About this task
When checking the entries below, count every line with the word "reference", then give only that number.

Data in this exercise
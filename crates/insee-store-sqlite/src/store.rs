//! [`SqliteStore`]: connection handling, schema setup and the import entry
//! point. Reports live in `reports.rs`.

use std::path::Path;

use crate::{
  import::{self, ImportFiles, ImportReport},
  schema::SCHEMA,
  Result,
};

// ─── Store ───────────────────────────────────────────────────────────────────

/// The INSEE reference database backed by a single SQLite file.
///
/// Clones share the same background connection thread.
#[derive(Clone)]
pub struct SqliteStore {
  pub(crate) conn: tokio_rusqlite::Connection,
}

impl SqliteStore {
  /// Open (or create) a database at `path` and run schema initialisation.
  pub async fn open(path: impl AsRef<Path>) -> Result<Self> {
    let conn = tokio_rusqlite::Connection::open(path).await?;
    let store = Self { conn };
    store.init_schema().await?;
    Ok(store)
  }

  /// Open a private in-memory database.
  pub async fn open_in_memory() -> Result<Self> {
    let conn = tokio_rusqlite::Connection::open_in_memory().await?;
    let store = Self { conn };
    store.init_schema().await?;
    Ok(store)
  }

  /// Create every table, index, view and trigger that does not exist yet.
  /// Safe to call on an initialised database.
  pub async fn init_schema(&self) -> Result<()> {
    self
      .conn
      .call(|conn| {
        conn.execute_batch(SCHEMA)?;
        Ok(())
      })
      .await?;
    tracing::debug!("schema ready");
    Ok(())
  }

  /// Load the reference files in dependency order.
  ///
  /// Row-level data problems are returned as warnings in the report. Any
  /// other failure rolls back the step in progress and aborts; steps already
  /// committed stay, and a re-run completes them idempotently.
  pub async fn import(&self, files: ImportFiles) -> Result<ImportReport> {
    self
      .conn
      .call(move |conn| Ok(import::run(conn, &files)))
      .await?
  }
}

Exercise output
2